If your required temperature is 0 to 100C, then I have found its better to have a non-invert opa *5,
leave the Vref [internal] at +5v and you get a resolution of around 0.1Cdeg.

The advantage of the LM35 is that is Centigrade and the LM135 is Kelvin.

Hope this is useful.

So far all the suggestions are helpful. It's for a home thermostat so I hope nobody needs 100c. Just an average range that a typical home might see.
 
Have you considered a DS18B20 1-wire sensor? It does the conversion for you and needs no voltage reference. I've noticed spikes with the LM35's, but not with the 1-wire. Here's a graph of my fridge freezer going through it's normal cycles. Sensor D is the 1-wire, the others are LM35's.

**broken link removed**

Mike
 
Last edited:
hi mike,
I have never noticed any 'spikes' when I've been logging temperature using the LM series. Tested them from -50Cdeg thru +150Cdeg.

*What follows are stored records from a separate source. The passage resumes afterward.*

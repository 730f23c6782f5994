// config.rs
// 运行器全局配置：步长挂起时长、整体超时、失败策略、默认任务列表和日志级别。
use crate::error::{Error, Result};
use crate::suspend::SuspendDuration;
use crate::task::TaskSpec;
use serde::{Deserialize, Serialize};
use std::fs::File;
use std::io::Read;
use std::path::Path;
use std::time::Duration;

/// 有任务失败时调度器的处理方式
#[derive(Debug, Clone, Copy, PartialEq, Eq, Default, Serialize, Deserialize)]
#[serde(rename_all = "snake_case")]
pub enum FailurePolicy {
    /// 等待所有任务结束后返回第一个失败，其余错误丢弃
    #[default]
    WaitAll,
    /// 第一个失败立即取消其余任务
    FailFast,
}

/// 运行器配置
#[derive(Debug, Clone, PartialEq, Serialize, Deserialize)]
#[serde(default)]
pub struct RunnerConfig {
    /// 每一步的挂起时长（秒）
    pub step_delay_secs: f64,
    /// 整体等待超时（秒），None 表示不限
    pub timeout_secs: Option<f64>,
    /// 失败策略
    pub failure_policy: FailurePolicy,
    /// 为 true 时空任务列表视为非法参数
    pub require_tasks: bool,
    /// 入口程序默认运行的任务
    pub tasks: Vec<TaskSpec>,
    /// 日志级别：off/error/warn/info/debug/trace
    pub log_level: String,
}

impl Default for RunnerConfig {
    /// 默认配置：每步挂起2秒，不超时，等待全部任务，运行 A=3 与 B=4
    fn default() -> Self {
        Self {
            step_delay_secs: 2.0,
            timeout_secs: None,
            failure_policy: FailurePolicy::WaitAll,
            require_tasks: false,
            tasks: vec![TaskSpec::new("A", 3), TaskSpec::new("B", 4)],
            log_level: "info".to_string(),
        }
    }
}

impl RunnerConfig {
    /// 从 JSON 文件读取配置，缺省字段取默认值
    pub fn from_file(path: impl AsRef<Path>) -> Result<Self> {
        let path = path.as_ref();
        if !path.exists() {
            return Err(Error::ConfigError(format!("配置文件 {} 不存在", path.display())));
        }
        let mut file = File::open(path)
            .map_err(|e| Error::ConfigError(format!("打开 {} 失败: {}", path.display(), e)))?;
        let mut contents = String::new();
        file.read_to_string(&mut contents)?;
        let config: RunnerConfig = serde_json::from_str(&contents)?;
        config.validate()?;
        Ok(config)
    }

    /// 写出为格式化的 JSON
    pub fn to_json(&self) -> Result<String> {
        Ok(serde_json::to_string_pretty(self)?)
    }

    /// 校验各字段
    pub fn validate(&self) -> Result<()> {
        self.step_delay()?;
        self.timeout()?;
        crate::logging::parse_level(&self.log_level)?;
        if let Some(task) = self.tasks.iter().find(|t| t.label.trim().is_empty()) {
            return Err(Error::ConfigError(format!("任务标签不能为空 (参数 {})", task.param)));
        }
        Ok(())
    }

    /// 每步挂起时长
    pub fn step_delay(&self) -> Result<SuspendDuration> {
        SuspendDuration::from_secs_f64(self.step_delay_secs)
    }

    /// 整体超时
    pub fn timeout(&self) -> Result<Option<Duration>> {
        match self.timeout_secs {
            None => Ok(None),
            Some(secs) if secs.is_finite() && secs > 0.0 => Duration::try_from_secs_f64(secs)
                .map(Some)
                .map_err(|e| Error::InvalidArgument(format!("超时时间 {} 无法表示: {}", secs, e))),
            Some(secs) => Err(Error::InvalidArgument(format!("超时时间必须为正数，实际为 {}", secs))),
        }
    }
}
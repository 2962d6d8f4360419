//! Level table: 10 named tiers of 5 levels each.
//!
//! Advancing from a level inside tier `t` (0-based) costs `100 × (t + 1)` XP,
//! so tier 0 levels cost 100 each and tier 9 levels cost 1000 each.

use kudos_core::LevelInfo;

pub const TIER_NAMES: [&str; 10] = [
    "Novice",
    "Apprentice",
    "Learner",
    "Scholar",
    "Adept",
    "Expert",
    "Master",
    "Sage",
    "Luminary",
    "Legend",
];

pub const LEVELS_PER_TIER: u32 = 5;
pub const MAX_LEVEL: u32 = TIER_NAMES.len() as u32 * LEVELS_PER_TIER;

/// 0-based tier of a 1-based level.
fn tier_of(level: u32) -> usize {
    ((level.clamp(1, MAX_LEVEL) - 1) / LEVELS_PER_TIER) as usize
}

/// XP needed to go from `level` to `level + 1`.
fn cost_of(level: u32) -> u64 {
    100 * (tier_of(level) as u64 + 1)
}

pub fn level_for(total_xp: u64) -> LevelInfo {
    let mut level = 1;
    let mut floor = 0u64;
    while level < MAX_LEVEL {
        let next = floor + cost_of(level);
        if total_xp < next {
            return LevelInfo {
                level,
                xp_to_next_level: next - total_xp,
                tier: TIER_NAMES[tier_of(level)].to_string(),
            };
        }
        floor = next;
        level += 1;
    }
    LevelInfo {
        level: MAX_LEVEL,
        xp_to_next_level: 0,
        tier: TIER_NAMES[tier_of(MAX_LEVEL)].to_string(),
    }
}
//! Standalone runner for the daily streak maintenance job.
//!
//! Usage: kudos-maintenance [--config <path>] [--once] [--seed-badges] [--json-logs]

use std::path::PathBuf;

use anyhow::{bail, Context};
use kudos_core::observability::init_tracing;
use kudos_core::{KudosConfig, MaintenanceOutcome};
use kudos_engine::{GamificationEngine, Role};
use tracing::info;

struct Args {
    config: Option<PathBuf>,
    once: bool,
    seed_badges: bool,
    json_logs: bool,
}

fn parse_args() -> anyhow::Result<Option<Args>> {
    let mut args = Args {
        config: None,
        once: false,
        seed_badges: false,
        json_logs: false,
    };
    let mut it = std::env::args().skip(1);
    while let Some(arg) = it.next() {
        match arg.as_str() {
            "--config" | "-c" => {
                let path = it.next().context("--config needs a path")?;
                args.config = Some(PathBuf::from(path));
            }
            "--once" => args.once = true,
            "--seed-badges" => args.seed_badges = true,
            "--json-logs" => args.json_logs = true,
            "--version" | "-V" => {
                println!("kudos-maintenance {}", env!("CARGO_PKG_VERSION"));
                return Ok(None);
            }
            "--help" | "-h" => {
                println!("kudos-maintenance {}", env!("CARGO_PKG_VERSION"));
                println!("Usage: kudos-maintenance [OPTIONS]\n");
                println!("Options:");
                println!("  -c, --config <path>  TOML config file (defaults when omitted)");
                println!("      --once           Run maintenance once and exit");
                println!("      --seed-badges    Upsert the default badge catalog first");
                println!("      --json-logs      Emit logs as JSON");
                println!("  -h, --help           Print help");
                return Ok(None);
            }
            other => bail!("unknown argument `{other}`, see --help"),
        }
    }
    Ok(Some(args))
}

#[tokio::main]
async fn main() -> anyhow::Result<()> {
    let Some(args) = parse_args()? else {
        return Ok(());
    };
    init_tracing(None, args.json_logs);

    let config = match &args.config {
        Some(path) => KudosConfig::load(path)
            .with_context(|| format!("loading config from {}", path.display()))?,
        None => KudosConfig::default(),
    };

    let engine = GamificationEngine::open(config)
        .await
        .context("opening gamification engine")?;

    if args.seed_badges {
        let seeded = engine
            .seed_badge_definitions(Role::Operator, None)
            .await
            .context("seeding badge catalog")?;
        info!(seeded, "default badge catalog seeded");
    }

    if args.once {
        match engine.run_maintenance_now(Role::Operator).await? {
            MaintenanceOutcome::Completed(report) => {
                println!("{}", serde_json::to_string_pretty(&report)?);
            }
            MaintenanceOutcome::Skipped => info!("maintenance already running"),
        }
        return Ok(());
    }

    let Some(scheduler) = engine.spawn_maintenance_scheduler()? else {
        bail!("maintenance.enabled is false; use --once for a manual run");
    };
    tokio::signal::ctrl_c()
        .await
        .context("waiting for ctrl-c")?;
    info!("shutdown requested");
    scheduler.shutdown().await;
    Ok(())
}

Is that just one sensor or have you seen it on others, whats the nature of the spike??, is it the LM or the PIC's ADC.
 
02:20:30 is the time when somebody opened and prepared himself/herself an incredible sandwich, isn't it?

I can see it took some time to bring the temperature to normal. Sandwich WAS big :)

Maionaise or mustard?
 
atferrari said:
02:20:30 is the time when somebody opened and prepared himself/herself an incredible sandwich, isn't it?

Actually, that's the normal cycling of the fridge without being opened. The big spike is the defrost cycle. It took me by surprise too when I saw the data. Refrigerators with auto-defrost bring the temperature above freezing and vent the moisture to prevent buildup.

Mike
 
Well for simplicities sake a SPI sensor will most likely be used. The PIC16F917 has a hardware I2C and SPI but they use the same I/O pins as the UART and I need the UART hardware more. SPI is easy to bit bash.
An LM74 (or any of the excellent MAXIM DS16xx chips) looks like the choice.